Now I know how Lucy feels when Verona derails conversations, Avery thought.

“I dinnae have names for where I go.  I just go,” Alpeana said.  “Maricica comes, now and then.”

“I need materials sometimes,” Maricica said.  “Glamour is strongest when you build on a solid backbone.  There are places you can go that are more Other than human.  Many are hazardous.  The ruins, the abyss, the warrens- detestable.”

“Goblin infested,” Guilherme noted, speaking up for the first bit in a while.

“The paths, the spirit world.  The Faerie courts, of course.  There are other Other places.”

“Woah, woah, woah,” Verona said.  “Explain?  Briefly?”

“We don’t have time,” Lucy said.

“But-” Avery cut in, stopping.  “-I want to know.”

“You’re pulling a Verona on me, now?”

“It’s the first thing Miss said about the practice, before we awakened, that really got me excited.”

“That reminds me.  We still need to deal with the Hungry Choir,” Lucy said, turning away from Avery and toward Maricica.  “Were any of these places where they, uh, ‘set the table’ last night, so to speak?”

“No,” Maricica said.  “But that is a very good question.  It would be their own place.”

“Was it Kennet, or like Kennet?” Lucy asked.

“It was Kennet, just… stepping in a direction that mortal feet cannot usually step.  Adjacent.”

“How many places are adjacent to Kennet?” Lucy asked.  “Or types of places?”

Maricica smiled.  “A good number.  Some are adjacent in a way that would put them outside Kennet, such as the Abyss or the Courts, and some are far, far away, like the Paths.  That said, the spirit world, the ruins, the basest parts of the warrens are adjacent in…”

“In a way that would put them technically inside Kennet?” Lucy asked.

Lucy nodded, seeming to considered that for a second.

“If you want to know more,” Maricica said.  “Alpeana could be an escort.  She knows ways and routes.”

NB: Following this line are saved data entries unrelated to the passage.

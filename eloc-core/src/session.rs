//! Recording modes, mode requests and session identity.
//!
//! `RecState` is the closed set of operating modes. It is owned exclusively
//! by the orchestrator; everything else observes it through snapshots. The
//! wire tokens accepted by the command channel map 1:1 onto the variants via
//! `Display`/`FromStr`, defined once here instead of per-variant string
//! tables scattered around the firmware.

use std::fmt;
use std::fs::File;
use std::io::BufWriter;
use std::path::{Path, PathBuf};
use std::str::FromStr;

use chrono::Local;
use tracing::info;

use crate::config::RecorderConfig;
use crate::error::{ElocError, Result};

/// Timestamp format used in session identifiers and file names.
/// ISO-like but filesystem-safe (no colons).
const TS_FORMAT: &str = "%Y-%m-%dT%H-%M-%S";

/// Timestamp format for per-file names; millisecond suffix keeps rotations
/// within the same second from colliding.
const FILE_TS_FORMAT: &str = "%Y-%m-%dT%H-%M-%S-%3f";

/// The closed set of recording/detection mode combinations.
#[derive(Debug, Clone, Copy, PartialEq, Eq)]
pub enum RecState {
    /// Nothing running.
    Idle,
    /// Continuous recording, no classification.
    RecordOnly,
    /// Classification only, nothing written to storage.
    DetectOnly,
    /// Continuous recording with classification running alongside.
    RecordAndDetect,
    /// Classification runs continuously; detections trigger recording.
    EventTriggered,
}

impl RecState {
    pub fn is_idle(self) -> bool {
        self == RecState::Idle
    }

    /// Does this mode register the file writer?
    pub fn records(self) -> bool {
        matches!(
            self,
            RecState::RecordOnly | RecState::RecordAndDetect | RecState::EventTriggered
        )
    }

    /// Does this mode register the inference consumer?
    pub fn detects(self) -> bool {
        matches!(
            self,
            RecState::DetectOnly | RecState::RecordAndDetect | RecState::EventTriggered
        )
    }

    /// Does the writer wait for a detection before opening a file?
    pub fn event_triggered(self) -> bool {
        self == RecState::EventTriggered
    }
}

impl fmt::Display for RecState {
    fn fmt(&self, f: &mut fmt::Formatter<'_>) -> fmt::Result {
        let token = match self {
            RecState::Idle => "recordOff_detectOff",
            RecState::RecordOnly => "recordOn_detectOff",
            RecState::DetectOnly => "recordOff_detectOn",
            RecState::RecordAndDetect => "recordOn_detectOn",
            RecState::EventTriggered => "recordOnEvent",
        };
        f.write_str(token)
    }
}

impl FromStr for RecState {
    type Err = ElocError;

    fn from_str(s: &str) -> Result<Self> {
        match s {
            "recordOff_detectOff" => Ok(RecState::Idle),
            "recordOn_detectOff" => Ok(RecState::RecordOnly),
            "recordOff_detectOn" => Ok(RecState::DetectOnly),
            "recordOn_detectOn" => Ok(RecState::RecordAndDetect),
            "recordOnEvent" | "recordOnEvent_detectOn" => Ok(RecState::EventTriggered),
            other => Err(ElocError::UnknownModeToken(other.to_string())),
        }
    }
}

/// A request placed on the orchestrator's bounded queue by any event source
/// (button ISR, command channel, detector). Ownership transfers to the
/// orchestrator on dequeue.
#[derive(Debug, Clone, Copy, PartialEq, Eq)]
pub enum ModeRequest {
    /// Switch to an explicit mode; `RecState::Idle` means stop.
    Mode(RecState),
    /// No explicit mode given: idle starts continuous recording, anything
    /// else stops.
    Toggle,
    /// Raised by the detector in event-triggered mode: open a recording file.
    EventTrigger,
}

/// Fault raised by a capture or drain loop; ends the session when the
/// orchestrator drains it.
#[derive(Debug, Clone)]
pub enum SessionFault {
    Peripheral(String),
    Writer(String),
}

/// One continuous recording/detection activation.
///
/// Identified by device name + start timestamp, folder-scoped, immutable for
/// its lifetime. A session may span multiple WAV files.
#[derive(Debug, Clone)]
pub struct RecordingSession {
    id: String,
    folder: PathBuf,
    config: RecorderConfig,
}

impl RecordingSession {
    /// Derive a session from the device name and the current wall clock.
    /// Layout: `<root>/eloc/<id>` with `<id> = <device>_<timestamp>`.
    pub fn create(storage_root: &Path, config: &RecorderConfig) -> Self {
        let id = format!(
            "{}_{}",
            config.device_name,
            Local::now().format(TS_FORMAT)
        );
        let folder = storage_root.join("eloc").join(&id);
        Self {
            id,
            folder,
            config: config.clone(),
        }
    }

    pub fn id(&self) -> &str {
        &self.id
    }

    pub fn folder(&self) -> &Path {
        &self.folder
    }

    pub fn config(&self) -> &RecorderConfig {
        &self.config
    }

    /// Create the session folder on storage.
    pub fn ensure_folder(&self) -> Result<()> {
        std::fs::create_dir_all(&self.folder)?;
        Ok(())
    }

    /// Persist the configuration snapshot alongside the recordings.
    pub fn persist_config_snapshot(&self) -> Result<()> {
        let path = self.folder.join("config.json");
        let file = File::create(&path)?;
        serde_json::to_writer_pretty(BufWriter::new(file), &self.config)
            .map_err(|e| ElocError::Other(e.into()))?;
        info!(path = %path.display(), "session config snapshot written");
        Ok(())
    }

    /// Path for the next WAV file: `<folder>/<id>_<timestamp>.wav`.
    pub fn next_wav_path(&self) -> PathBuf {
        let name = format!("{}_{}.wav", self.id, Local::now().format(FILE_TS_FORMAT));
        self.folder.join(name)
    }
}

Avery looked at the mare, who sat in the shadows, pale hands combing and tugging their way through her hair.  When clumps or dark stuff came free, they were wiped against the dress, which was ragged and weird in texture, and might have been fashioned entirely from the stuff.  A dark face with dark eyes turned Avery’s way, staring back.

“I’d love that,” Avery said.

“I was thinking along another line, kind of,” Lucy said.  “The Carmine Beast’s power is still in Kennet, isn’t it?  But there’s no obvious… I dunno.  Blood trail, or evidence, or anything like that?  Metaphorical or otherwise?”

“You’re quite right,” Maricica said.

“So… someone could have killed the Carmine Beast and taken its power somewhere to stow it?  Technically in Kennet, but not… here?”

“That is possible.  The goblins could have stowed it in the shallow parts of the Warrens, for example, Edith could have taken it to the spirit world, or Alpeana could have taken it to the ruins.”

“Or the Hungry Choir’s world?” Lucy asked.

“Would it be physical?” Verona asked.  “What would it look like?”

Lucy’s phone began beeping.

“It depends on a great deal,” Maricica said.  “Someone like Matthew could drink it up, if he could wrestle his Doom long enough.  A Fae like Guilherme could make it look like something and hide it in plain sight.  But most often, it would resemble the typical resources one claims from a dead beast, writ large and alive with its own power.”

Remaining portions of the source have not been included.